News Release: University News

Feb. 13,  2009

Emory Honors Trustee Emeritus with Naming of James B. Williams Medical Education Building

From Woodruff Health Sciences Center News

Emory University’s School of Medicine building will be named for Trustee Emeritus James B. Williams, retired chairman and CEO of SunTrust Banks, Inc.

On Feb. 11, Ben Johnson, chair of the Emory University Board of Trustees, presided over the dedication of the James B. Williams Medical Education Building. 

Emory is honoring Williams’ 35 years of service on the Emory University Board of Trustees and to the University, and for his leadership on the Woodruff Health Sciences Center Board, the committee of the Board charged with governance of the Woodruff Health Sciences Center, of which the medical school is a part. He chaired the WHSC Board for more than 20 years and continued service on the board until late last year, providing key counsel to a succession of WHSC CEOs, including Charles Hatcher, MD, Michael M.E. Johns, MD, and Fred Sanfilippo, MD, PhD.

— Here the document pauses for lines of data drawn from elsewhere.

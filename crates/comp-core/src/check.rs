//! Structural checks for composition trees.
//!
//! Reports invariant violations without modifying the tree. Decoding a
//! snapshot rejects any tree with findings; tests run it after every edit.

use crate::id::NodeId;
use crate::registry::ComponentRegistry;
use crate::tree::Tree;
use std::collections::{HashMap, HashSet};

/// A single finding against one node.
#[derive(Debug, Clone, PartialEq, Eq)]
pub struct TreeDiagnostic {
    /// The node the finding refers to.
    pub node_id: NodeId,
    /// Human-readable message.
    pub message: String,
    /// Short rule identifier (e.g. "orphan", "parent-mismatch").
    pub rule: &'static str,
}

/// Run every structural rule. With a registry, also check that each
/// node's children capability matches its component type.
#[must_use]
pub fn check_tree(tree: &Tree, registry: Option<&dyn ComponentRegistry>) -> Vec<TreeDiagnostic> {
    let mut diags = Vec::new();
    check_root(tree, &mut diags);
    check_child_links(tree, &mut diags);
    check_parent_links(tree, &mut diags);
    check_reachability(tree, &mut diags);
    if let Some(registry) = registry {
        check_capability(tree, registry, &mut diags);
    }
    diags
}

fn check_root(tree: &Tree, diags: &mut Vec<TreeDiagnostic>) {
    if !tree.has_root() && !tree.is_empty() {
        diags.push(TreeDiagnostic {
            node_id: NodeId::root(),
            message: format!("{} nodes but no root record", tree.len()),
            rule: "missing-root",
        });
    }
}

/// Every listed child exists, points back at the list's owner, and is
/// listed exactly once across the whole tree.
fn check_child_links(tree: &Tree, diags: &mut Vec<TreeDiagnostic>) {
    let owners = std::iter::once((NodeId::root(), tree.root_children()))
        .chain(tree.nodes().map(|n| (n.id, n.child_ids())));

    let mut seen: HashMap<NodeId, NodeId> = HashMap::new();
    for (owner, children) in owners {
        for &child in children {
            if let Some(first) = seen.insert(child, owner) {
                diags.push(TreeDiagnostic {
                    node_id: child,
                    message: format!("`{child}` listed under both `{first}` and `{owner}`"),
                    rule: "duplicate-child",
                });
            }
            match tree.get_node(child) {
                None => diags.push(TreeDiagnostic {
                    node_id: owner,
                    message: format!("`{owner}` lists missing child `{child}`"),
                    rule: "dangling-child",
                }),
                Some(node) if node.parent != owner => diags.push(TreeDiagnostic {
                    node_id: child,
                    message: format!(
                        "`{child}` is listed under `{owner}` but its parent is `{}`",
                        node.parent
                    ),
                    rule: "parent-mismatch",
                }),
                Some(_) => {}
            }
        }
    }
}

/// Every parent pointer names the root or a live container.
fn check_parent_links(tree: &Tree, diags: &mut Vec<TreeDiagnostic>) {
    for node in tree.nodes() {
        if !tree.can_hold_children(node.parent) {
            diags.push(TreeDiagnostic {
                node_id: node.id,
                message: format!(
                    "`{}` points at `{}`, which cannot hold children",
                    node.id, node.parent
                ),
                rule: "dangling-parent",
            });
        }
    }
}

/// Every node is reachable from the root. Nodes that are not are either
/// orphans or part of a parent cycle.
fn check_reachability(tree: &Tree, diags: &mut Vec<TreeDiagnostic>) {
    let reachable: HashSet<NodeId> = tree.descendants(NodeId::root()).into_iter().collect();
    for node in tree.nodes() {
        if reachable.contains(&node.id) {
            continue;
        }
        let (rule, message) = if on_parent_cycle(tree, node.id) {
            ("cycle", format!("`{}` is its own ancestor", node.id))
        } else {
            ("orphan", format!("`{}` is not reachable from root", node.id))
        };
        diags.push(TreeDiagnostic {
            node_id: node.id,
            message,
            rule,
        });
    }
}

fn on_parent_cycle(tree: &Tree, start: NodeId) -> bool {
    let mut visited = HashSet::new();
    let mut current = start;
    while let Some(parent) = tree.parent_of(current) {
        if !visited.insert(current) {
            return true;
        }
        current = parent;
    }
    false
}

fn check_capability(tree: &Tree, registry: &dyn ComponentRegistry, diags: &mut Vec<TreeDiagnostic>) {
    for node in tree.nodes() {
        let expected = registry.supports_children(&node.component_type);
        if node.is_container() != expected {
            diags.push(TreeDiagnostic {
                node_id: node.id,
                message: if expected {
                    format!("`{}` ({}) should hold children", node.id, node.component_type)
                } else {
                    format!(
                        "`{}` ({}) cannot hold children",
                        node.id, node.component_type
                    )
                },
                rule: "capability",
            });
        }
    }
}

#[cfg(test)]
mod tests {
    use super::*;
    use crate::model::{Children, ComponentNode, RootNode};
    use crate::registry::builtin_registry;

    fn id(s: &str) -> NodeId {
        NodeId::intern(s)
    }

    fn rules(diags: &[TreeDiagnostic]) -> Vec<&'static str> {
        let mut r: Vec<_> = diags.iter().map(|d| d.rule).collect();
        r.sort();
        r.dedup();
        r
    }

    #[test]
    fn well_formed_tree_is_clean() {
        let mut tree = Tree::new();
        tree.insert_child(NodeId::root(), ComponentNode::container(id("chk_f"), "LayoutFlex"), None)
            .unwrap();
        tree.insert_child(id("chk_f"), ComponentNode::leaf(id("chk_t"), "Text"), None)
            .unwrap();
        let reg = builtin_registry();
        assert!(check_tree(&tree, Some(&reg)).is_empty());
        assert!(check_tree(&Tree::new(), None).is_empty());
    }

    #[test]
    fn detects_orphan_and_mismatch() {
        let mut nodes = HashMap::new();
        let mut lost = ComponentNode::leaf(id("chk_lost"), "Text");
        lost.parent = NodeId::root();
        nodes.insert(lost.id, lost);
        let tree = Tree::from_parts(Some(RootNode::default()), nodes);
        assert_eq!(rules(&check_tree(&tree, None)), vec!["orphan"]);

        let mut nodes = HashMap::new();
        let mut a = ComponentNode::container(id("chk_a"), "LayoutFlex");
        a.children = Children::Container(vec![id("chk_b")]);
        let b = ComponentNode::leaf(id("chk_b"), "Text"); // parent says root
        nodes.insert(a.id, a);
        nodes.insert(b.id, b);
        let root = RootNode {
            children: vec![id("chk_a")],
        };
        let tree = Tree::from_parts(Some(root), nodes);
        assert_eq!(rules(&check_tree(&tree, None)), vec!["parent-mismatch"]);
    }

    #[test]
    fn detects_cycle_and_dangling() {
        let mut nodes = HashMap::new();
        let mut x = ComponentNode::container(id("chk_x"), "LayoutFlex");
        let mut y = ComponentNode::container(id("chk_y"), "LayoutFlex");
        x.parent = id("chk_y");
        y.parent = id("chk_x");
        x.children = Children::Container(vec![id("chk_y"), id("chk_ghost")]);
        y.children = Children::Container(vec![id("chk_x")]);
        nodes.insert(x.id, x);
        nodes.insert(y.id, y);
        let tree = Tree::from_parts(Some(RootNode::default()), nodes);
        assert_eq!(
            rules(&check_tree(&tree, None)),
            vec!["cycle", "dangling-child"]
        );
    }

    #[test]
    fn detects_capability_mismatch() {
        let mut tree = Tree::new();
        // A Button stored as a container.
        tree.insert_child(NodeId::root(), ComponentNode::container(id("chk_btn"), "Button"), None)
            .unwrap();
        let reg = builtin_registry();
        assert_eq!(rules(&check_tree(&tree, Some(&reg))), vec!["capability"]);
        assert!(check_tree(&tree, None).is_empty());
    }

    #[test]
    fn detects_missing_root() {
        let mut nodes = HashMap::new();
        let n = ComponentNode::leaf(id("chk_solo"), "Text");
        nodes.insert(n.id, n);
        let tree = Tree::from_parts(None, nodes);
        let found = rules(&check_tree(&tree, None));
        assert!(found.contains(&"missing-root"));
        assert!(found.contains(&"orphan"));
    }
}
use crate::id::NodeId;
use thiserror::Error;

/// Failure of a single Tree Store primitive. Primitives that fail leave
/// the tree untouched.
#[derive(Debug, Clone, PartialEq, Eq, Error)]
pub enum TreeError {
    /// The referenced node does not exist (or is the root where a real
    /// node is required).
    #[error("node `{0}` not found")]
    NotFound(NodeId),
    /// The target cannot hold children, or the move would create a cycle.
    #[error("`{0}` is not a valid parent here")]
    InvalidParent(NodeId),
    /// An inserted id collides with a live node. Points at an
    /// id-generation bug.
    #[error("node id `{0}` already exists")]
    DuplicateId(NodeId),
}

/// Failure decoding or encoding a stored tree.
#[derive(Debug, Error)]
pub enum SnapshotError {
    #[error("json error: {0}")]
    Json(#[from] serde_json::Error),
    #[error("msgpack encode error: {0}")]
    MsgpackEncode(#[from] rmp_serde::encode::Error),
    #[error("msgpack decode error: {0}")]
    MsgpackDecode(#[from] rmp_serde::decode::Error),
    #[error("inconsistent snapshot: {0}")]
    Inconsistent(String),
}

/// A property write rejected by the component's schema.
#[derive(Debug, Clone, PartialEq, Eq, Error)]
pub enum PropError {
    #[error("unknown component type `{0}`")]
    UnknownComponent(String),
    #[error("`{component}` has no property `{prop}`")]
    UnknownProp { component: String, prop: String },
    #[error("property `{prop}` expects {expected}, got {found}")]
    WrongKind {
        prop: String,
        expected: &'static str,
        found: &'static str,
    },
    #[error("`{value}` is not an allowed value for `{prop}`")]
    NotAllowed { prop: String, value: String },
    /// NaN and the infinities have no JSON form.
    #[error("property `{prop}` must be a finite number")]
    NotFinite { prop: String },
}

"Jimmy Williams is a remarkable leader who always carried forward the vision for Emory’s health sciences first supported by his friend and mentor Robert W. Woodruff," says Johnson. "We can think of no better way to honor Jimmy Williams than to put his name prominently on one of the Woodruff Health Sciences Center’s most transformative new buildings."

Opened last fall after its construction, the James B. Williams Medical Education Building is located on Pierce Drive, with a courtyard looking toward Emory University Hospital. The modern new building unites the historic anatomy and physiology wings, recently renamed for Charles and Peggy Evans.

The new building gave the medical school its first on-campus home, made possible the implementation of an innovative new curriculum and enabled a 15 percent increase in enrollment, helping alleviate the U.S. physician shortage projected by decade end.  

"Jimmy Williams provided visionary leadership through an era of great transformation," says Emory President James W. Wagner. "He successfully chaired Emory University’s capital campaign in the 1980s. During the next quarter of a century, he oversaw and helped secure the capital for unprecedented growth in Woodruff Health Sciences Center research, patient care and teaching, while helping steer the patient care enterprise through challenges on which many other institutions floundered."

Sanfilippo, executive vice president for health affairs and CEO of the Woodruff Health Sciences Center since 2007, says, "Jimmy Williams was deeply involved in the extensive building and renovation plan now underway along the Clifton Corridor and the Emory Midtown campus. It’s fitting that his work on this transformational project be recognized in one of the first great buildings to be completed."

Thomas J. Lawley, MD, dean of Emory’s School of Medicine says, "Naming this important facility the James B. Williams Medical Education Building is an honor for the medical school, as well as a tribute to a man whose leadership contributed to the medical school’s dramatic rise to one of the nation’s top 20 research-oriented medical schools."

Jimmy Williams graduated from Emory College in 1955. Joining the Trust Company of Georgia, he quickly rose through the ranks to become its president.

In 1979, Robert Woodruff, legendary leader of The Coca-Cola Company, made Williams a member of the Coca-Cola Board of Directors and asked him to chair Emory University’s capital campaign, to which the Emily and Ernest Woodruff Foundation had just given $105 million, then the largest gift to an educational institution in history. 

Williams had become an Emory Trustee in 1973. Now Emory effectively became his second job, even as he led the Trust Company to remarkable profitability, and then took on the expanded job as president and CEO of SunTrust Banks. In 2004, Williams received an honorary doctorate from Emory and was chosen as Trustee of the Year by Modern Healthcare and Witt/Kieffer executive search firm.

Doug Ivester, who followed Williams as chair of the Woodruff Board in 2003, describes Williams’ legacy, "one to which all of us aspire: demonstrated business acumen, exceptional organizational ability, extraordinary motivational skills and the ability to listen intently and then ask the hard questions. As Trustee Emeritus, he still does it, and we still listen."